* **To do**: Could you find each line of the data below that contains the word "const" and copy those lines?
[[ Supplied material, beginning ]]
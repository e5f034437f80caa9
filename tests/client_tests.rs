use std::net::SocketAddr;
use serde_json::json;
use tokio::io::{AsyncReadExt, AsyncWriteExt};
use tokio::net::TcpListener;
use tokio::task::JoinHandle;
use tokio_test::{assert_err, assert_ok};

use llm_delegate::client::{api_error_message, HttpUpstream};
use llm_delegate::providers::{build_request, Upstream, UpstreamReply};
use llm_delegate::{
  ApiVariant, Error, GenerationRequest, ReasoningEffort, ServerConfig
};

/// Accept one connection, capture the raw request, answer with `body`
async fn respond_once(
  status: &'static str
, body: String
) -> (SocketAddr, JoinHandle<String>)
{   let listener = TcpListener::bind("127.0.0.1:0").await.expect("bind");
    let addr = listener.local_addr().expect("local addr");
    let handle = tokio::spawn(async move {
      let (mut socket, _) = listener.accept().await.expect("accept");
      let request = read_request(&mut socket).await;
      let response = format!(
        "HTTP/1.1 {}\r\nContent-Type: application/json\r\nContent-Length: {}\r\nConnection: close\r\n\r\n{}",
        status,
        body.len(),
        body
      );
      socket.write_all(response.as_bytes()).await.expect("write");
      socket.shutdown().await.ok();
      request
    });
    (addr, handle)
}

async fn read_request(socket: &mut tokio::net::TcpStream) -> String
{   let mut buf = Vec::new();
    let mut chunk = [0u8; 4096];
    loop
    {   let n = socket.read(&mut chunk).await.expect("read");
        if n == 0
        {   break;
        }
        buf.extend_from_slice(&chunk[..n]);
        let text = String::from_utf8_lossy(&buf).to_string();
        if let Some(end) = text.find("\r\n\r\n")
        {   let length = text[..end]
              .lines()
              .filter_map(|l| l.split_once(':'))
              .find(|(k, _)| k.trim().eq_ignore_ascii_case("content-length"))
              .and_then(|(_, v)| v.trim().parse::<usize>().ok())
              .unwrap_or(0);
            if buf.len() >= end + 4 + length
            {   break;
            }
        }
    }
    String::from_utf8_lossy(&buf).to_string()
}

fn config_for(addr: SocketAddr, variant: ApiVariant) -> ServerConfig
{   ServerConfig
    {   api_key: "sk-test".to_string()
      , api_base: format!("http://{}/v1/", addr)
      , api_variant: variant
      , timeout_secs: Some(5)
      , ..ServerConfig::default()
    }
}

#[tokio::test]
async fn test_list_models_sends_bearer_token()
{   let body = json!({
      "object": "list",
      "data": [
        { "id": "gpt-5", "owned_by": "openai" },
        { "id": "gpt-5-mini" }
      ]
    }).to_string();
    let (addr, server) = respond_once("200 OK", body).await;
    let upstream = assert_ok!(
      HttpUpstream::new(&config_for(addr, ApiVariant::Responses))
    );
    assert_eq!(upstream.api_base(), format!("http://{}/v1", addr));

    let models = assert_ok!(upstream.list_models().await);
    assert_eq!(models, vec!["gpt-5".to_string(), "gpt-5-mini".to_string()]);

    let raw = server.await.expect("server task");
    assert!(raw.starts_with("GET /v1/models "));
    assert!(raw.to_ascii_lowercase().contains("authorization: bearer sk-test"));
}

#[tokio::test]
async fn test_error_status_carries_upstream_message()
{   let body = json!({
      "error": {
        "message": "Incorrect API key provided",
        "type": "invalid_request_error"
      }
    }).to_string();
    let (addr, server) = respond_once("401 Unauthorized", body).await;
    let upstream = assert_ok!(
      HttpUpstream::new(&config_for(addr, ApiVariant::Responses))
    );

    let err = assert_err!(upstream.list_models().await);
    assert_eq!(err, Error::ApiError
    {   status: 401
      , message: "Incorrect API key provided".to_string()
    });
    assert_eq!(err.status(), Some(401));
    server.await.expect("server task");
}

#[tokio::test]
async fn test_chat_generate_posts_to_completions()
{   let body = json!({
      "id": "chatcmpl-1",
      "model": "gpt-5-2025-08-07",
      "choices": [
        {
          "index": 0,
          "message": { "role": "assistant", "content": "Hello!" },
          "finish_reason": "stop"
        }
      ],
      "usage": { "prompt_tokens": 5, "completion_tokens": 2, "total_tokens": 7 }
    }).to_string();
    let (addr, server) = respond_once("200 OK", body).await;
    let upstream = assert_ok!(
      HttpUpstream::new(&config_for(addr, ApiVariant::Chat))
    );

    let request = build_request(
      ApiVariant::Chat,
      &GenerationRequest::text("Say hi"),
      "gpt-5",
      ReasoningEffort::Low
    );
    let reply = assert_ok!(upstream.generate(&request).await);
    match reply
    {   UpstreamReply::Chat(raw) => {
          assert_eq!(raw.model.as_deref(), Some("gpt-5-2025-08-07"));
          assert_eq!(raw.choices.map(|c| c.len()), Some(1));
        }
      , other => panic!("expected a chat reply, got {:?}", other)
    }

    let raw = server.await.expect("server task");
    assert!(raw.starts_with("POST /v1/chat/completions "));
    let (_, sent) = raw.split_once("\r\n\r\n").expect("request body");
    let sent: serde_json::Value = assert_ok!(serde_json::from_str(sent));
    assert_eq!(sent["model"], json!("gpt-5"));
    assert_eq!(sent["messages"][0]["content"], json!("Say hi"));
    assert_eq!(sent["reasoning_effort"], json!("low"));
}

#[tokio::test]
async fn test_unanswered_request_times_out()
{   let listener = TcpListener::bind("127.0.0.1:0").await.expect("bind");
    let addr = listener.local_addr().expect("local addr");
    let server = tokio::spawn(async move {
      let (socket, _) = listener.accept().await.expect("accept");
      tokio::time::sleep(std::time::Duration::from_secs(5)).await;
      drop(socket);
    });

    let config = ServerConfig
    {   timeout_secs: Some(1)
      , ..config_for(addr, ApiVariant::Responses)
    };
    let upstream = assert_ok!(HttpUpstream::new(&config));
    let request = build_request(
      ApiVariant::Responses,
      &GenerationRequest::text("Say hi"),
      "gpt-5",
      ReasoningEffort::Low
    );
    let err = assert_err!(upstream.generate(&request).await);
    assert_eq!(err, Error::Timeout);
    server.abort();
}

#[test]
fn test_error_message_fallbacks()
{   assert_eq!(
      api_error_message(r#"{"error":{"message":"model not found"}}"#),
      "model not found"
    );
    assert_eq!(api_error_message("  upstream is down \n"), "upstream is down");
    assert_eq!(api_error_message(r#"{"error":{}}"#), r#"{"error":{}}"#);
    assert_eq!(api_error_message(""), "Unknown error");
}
[[ Supplied material, end ]]
[[ Supplied material, beginning ]]
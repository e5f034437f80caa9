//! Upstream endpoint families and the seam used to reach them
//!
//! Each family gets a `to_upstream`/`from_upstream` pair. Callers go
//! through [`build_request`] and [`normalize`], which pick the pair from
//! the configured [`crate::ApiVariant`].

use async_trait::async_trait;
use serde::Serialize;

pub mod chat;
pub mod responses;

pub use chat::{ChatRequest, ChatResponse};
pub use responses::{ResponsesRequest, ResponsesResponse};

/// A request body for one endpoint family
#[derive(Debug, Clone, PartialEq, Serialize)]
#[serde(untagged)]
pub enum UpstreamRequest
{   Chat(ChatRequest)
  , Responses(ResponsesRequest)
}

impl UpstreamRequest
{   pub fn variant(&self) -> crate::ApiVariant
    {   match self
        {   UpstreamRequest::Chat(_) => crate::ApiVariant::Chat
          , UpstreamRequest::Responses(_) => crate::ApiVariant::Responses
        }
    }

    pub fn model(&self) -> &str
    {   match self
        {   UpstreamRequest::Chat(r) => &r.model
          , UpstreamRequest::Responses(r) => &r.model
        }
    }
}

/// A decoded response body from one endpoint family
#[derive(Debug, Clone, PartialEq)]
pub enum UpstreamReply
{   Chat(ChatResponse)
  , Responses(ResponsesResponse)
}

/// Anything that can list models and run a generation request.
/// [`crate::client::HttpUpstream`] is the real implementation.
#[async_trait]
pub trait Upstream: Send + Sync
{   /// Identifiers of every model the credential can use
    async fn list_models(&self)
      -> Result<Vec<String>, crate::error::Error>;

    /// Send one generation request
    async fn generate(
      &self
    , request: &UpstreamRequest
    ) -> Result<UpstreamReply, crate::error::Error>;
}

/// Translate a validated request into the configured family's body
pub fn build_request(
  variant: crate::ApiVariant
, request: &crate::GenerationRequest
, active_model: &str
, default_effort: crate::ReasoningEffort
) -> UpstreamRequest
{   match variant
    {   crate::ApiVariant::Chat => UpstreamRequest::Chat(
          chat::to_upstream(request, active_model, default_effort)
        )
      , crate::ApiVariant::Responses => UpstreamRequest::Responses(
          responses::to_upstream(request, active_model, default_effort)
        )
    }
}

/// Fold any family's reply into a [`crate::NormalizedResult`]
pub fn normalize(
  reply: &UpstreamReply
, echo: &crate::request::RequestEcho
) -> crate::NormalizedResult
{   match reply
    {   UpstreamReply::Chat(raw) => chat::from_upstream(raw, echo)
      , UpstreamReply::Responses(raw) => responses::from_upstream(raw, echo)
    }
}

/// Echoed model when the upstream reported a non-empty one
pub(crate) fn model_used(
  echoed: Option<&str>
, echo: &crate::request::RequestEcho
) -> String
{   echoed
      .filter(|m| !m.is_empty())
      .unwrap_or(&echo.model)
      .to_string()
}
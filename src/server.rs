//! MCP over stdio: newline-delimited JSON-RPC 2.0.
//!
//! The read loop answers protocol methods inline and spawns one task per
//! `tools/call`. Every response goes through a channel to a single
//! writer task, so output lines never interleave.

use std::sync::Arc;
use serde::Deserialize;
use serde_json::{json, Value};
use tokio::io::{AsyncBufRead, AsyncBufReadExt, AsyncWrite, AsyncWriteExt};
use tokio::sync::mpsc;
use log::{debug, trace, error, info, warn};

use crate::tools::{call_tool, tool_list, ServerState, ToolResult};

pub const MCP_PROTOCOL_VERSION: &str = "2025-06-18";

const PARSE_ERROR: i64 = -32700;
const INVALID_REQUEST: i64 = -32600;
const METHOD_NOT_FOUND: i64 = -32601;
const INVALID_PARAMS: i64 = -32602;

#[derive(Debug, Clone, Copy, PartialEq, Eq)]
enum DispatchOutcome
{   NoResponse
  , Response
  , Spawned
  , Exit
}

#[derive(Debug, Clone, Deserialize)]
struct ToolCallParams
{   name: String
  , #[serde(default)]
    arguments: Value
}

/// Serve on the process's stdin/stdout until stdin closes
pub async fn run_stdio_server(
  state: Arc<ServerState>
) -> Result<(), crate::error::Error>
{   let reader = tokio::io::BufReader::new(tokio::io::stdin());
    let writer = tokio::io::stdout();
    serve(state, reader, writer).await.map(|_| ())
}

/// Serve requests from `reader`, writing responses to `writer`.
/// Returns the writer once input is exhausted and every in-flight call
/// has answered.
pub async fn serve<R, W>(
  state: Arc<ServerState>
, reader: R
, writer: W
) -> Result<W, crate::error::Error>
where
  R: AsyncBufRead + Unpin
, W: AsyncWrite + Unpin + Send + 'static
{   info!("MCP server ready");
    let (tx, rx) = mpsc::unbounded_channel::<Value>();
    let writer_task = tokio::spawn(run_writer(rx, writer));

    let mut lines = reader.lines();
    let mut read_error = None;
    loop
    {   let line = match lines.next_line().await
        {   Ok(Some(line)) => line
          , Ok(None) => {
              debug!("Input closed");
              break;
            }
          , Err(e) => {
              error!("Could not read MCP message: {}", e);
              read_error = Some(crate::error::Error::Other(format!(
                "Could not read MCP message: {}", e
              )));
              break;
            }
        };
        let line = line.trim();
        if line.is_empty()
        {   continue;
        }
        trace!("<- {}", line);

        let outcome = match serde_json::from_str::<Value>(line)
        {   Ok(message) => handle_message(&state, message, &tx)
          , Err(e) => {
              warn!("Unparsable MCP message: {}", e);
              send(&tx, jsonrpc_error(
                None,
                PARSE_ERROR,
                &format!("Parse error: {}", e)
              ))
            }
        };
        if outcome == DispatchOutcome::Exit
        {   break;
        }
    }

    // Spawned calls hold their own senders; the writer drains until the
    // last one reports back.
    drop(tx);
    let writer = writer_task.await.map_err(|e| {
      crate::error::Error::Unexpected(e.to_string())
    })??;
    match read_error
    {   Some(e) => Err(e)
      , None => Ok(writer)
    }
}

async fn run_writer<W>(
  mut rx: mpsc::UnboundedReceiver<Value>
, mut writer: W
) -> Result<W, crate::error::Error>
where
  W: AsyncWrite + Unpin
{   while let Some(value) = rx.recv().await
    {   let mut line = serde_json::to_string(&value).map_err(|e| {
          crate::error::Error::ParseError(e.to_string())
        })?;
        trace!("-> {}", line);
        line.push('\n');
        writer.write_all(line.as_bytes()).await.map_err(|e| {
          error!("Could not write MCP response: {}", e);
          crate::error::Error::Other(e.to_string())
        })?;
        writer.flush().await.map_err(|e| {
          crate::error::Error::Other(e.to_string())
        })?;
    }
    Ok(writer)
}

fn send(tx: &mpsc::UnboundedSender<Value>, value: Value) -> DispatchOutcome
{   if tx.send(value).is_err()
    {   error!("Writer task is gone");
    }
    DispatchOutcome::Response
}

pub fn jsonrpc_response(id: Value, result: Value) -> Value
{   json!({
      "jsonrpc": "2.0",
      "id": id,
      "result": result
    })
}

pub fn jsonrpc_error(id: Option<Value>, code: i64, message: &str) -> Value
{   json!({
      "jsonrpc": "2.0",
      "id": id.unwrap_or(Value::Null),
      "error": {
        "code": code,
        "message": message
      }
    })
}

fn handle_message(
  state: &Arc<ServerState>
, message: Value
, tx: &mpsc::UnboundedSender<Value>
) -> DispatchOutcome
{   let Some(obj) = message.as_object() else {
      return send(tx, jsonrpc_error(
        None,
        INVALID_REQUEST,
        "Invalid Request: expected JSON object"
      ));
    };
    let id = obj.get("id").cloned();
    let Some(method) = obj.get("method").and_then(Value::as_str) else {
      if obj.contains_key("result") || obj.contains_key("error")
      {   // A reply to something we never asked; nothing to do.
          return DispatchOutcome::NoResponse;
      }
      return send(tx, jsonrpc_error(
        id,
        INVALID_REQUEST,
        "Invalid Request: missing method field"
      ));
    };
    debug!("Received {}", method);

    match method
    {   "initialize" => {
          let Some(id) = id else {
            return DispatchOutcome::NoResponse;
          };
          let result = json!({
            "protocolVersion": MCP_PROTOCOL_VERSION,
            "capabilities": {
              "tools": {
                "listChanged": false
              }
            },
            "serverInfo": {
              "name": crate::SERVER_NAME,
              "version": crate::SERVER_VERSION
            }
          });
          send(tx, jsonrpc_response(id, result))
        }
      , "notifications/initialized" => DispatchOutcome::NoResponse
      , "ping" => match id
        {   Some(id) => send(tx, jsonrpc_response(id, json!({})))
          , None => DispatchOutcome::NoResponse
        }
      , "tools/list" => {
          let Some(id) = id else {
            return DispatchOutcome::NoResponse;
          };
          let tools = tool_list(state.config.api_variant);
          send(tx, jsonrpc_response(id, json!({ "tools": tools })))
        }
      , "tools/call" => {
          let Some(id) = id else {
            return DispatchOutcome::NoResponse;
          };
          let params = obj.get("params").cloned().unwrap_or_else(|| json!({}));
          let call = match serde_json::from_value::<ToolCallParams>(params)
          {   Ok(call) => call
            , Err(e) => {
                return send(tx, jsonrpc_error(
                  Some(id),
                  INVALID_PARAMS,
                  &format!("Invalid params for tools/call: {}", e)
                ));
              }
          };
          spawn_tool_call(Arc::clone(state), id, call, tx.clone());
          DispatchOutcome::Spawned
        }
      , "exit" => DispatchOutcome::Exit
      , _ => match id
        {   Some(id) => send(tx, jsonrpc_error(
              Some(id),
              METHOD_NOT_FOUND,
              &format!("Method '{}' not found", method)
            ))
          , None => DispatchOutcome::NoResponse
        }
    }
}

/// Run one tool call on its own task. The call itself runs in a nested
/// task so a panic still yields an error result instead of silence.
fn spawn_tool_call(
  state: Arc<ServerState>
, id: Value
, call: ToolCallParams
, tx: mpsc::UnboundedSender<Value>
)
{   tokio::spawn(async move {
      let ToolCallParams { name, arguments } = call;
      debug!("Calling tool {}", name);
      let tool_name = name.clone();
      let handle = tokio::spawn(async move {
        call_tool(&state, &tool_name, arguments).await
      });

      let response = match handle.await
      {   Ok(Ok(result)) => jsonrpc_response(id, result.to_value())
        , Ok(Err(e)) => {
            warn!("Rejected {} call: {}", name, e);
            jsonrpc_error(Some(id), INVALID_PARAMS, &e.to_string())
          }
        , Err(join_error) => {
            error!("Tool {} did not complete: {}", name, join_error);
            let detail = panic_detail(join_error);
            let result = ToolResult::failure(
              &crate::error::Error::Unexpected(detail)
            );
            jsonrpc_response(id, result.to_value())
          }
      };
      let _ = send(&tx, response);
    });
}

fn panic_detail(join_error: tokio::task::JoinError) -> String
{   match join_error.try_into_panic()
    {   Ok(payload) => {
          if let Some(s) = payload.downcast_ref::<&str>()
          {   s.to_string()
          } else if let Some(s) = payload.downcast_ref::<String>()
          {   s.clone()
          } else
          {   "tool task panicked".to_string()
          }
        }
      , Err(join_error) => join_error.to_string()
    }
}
[[ Supplied material, end ]]
* **Answer space**:
pub const MCP_PROTOCOL_VERSION: &str = "2025-06-18";
const PARSE_ERROR: i64 = -32700;
const INVALID_REQUEST: i64 = -32600;
const METHOD_NOT_FOUND: i64 = -32601;
const INVALID_PARAMS: i64 = -32602;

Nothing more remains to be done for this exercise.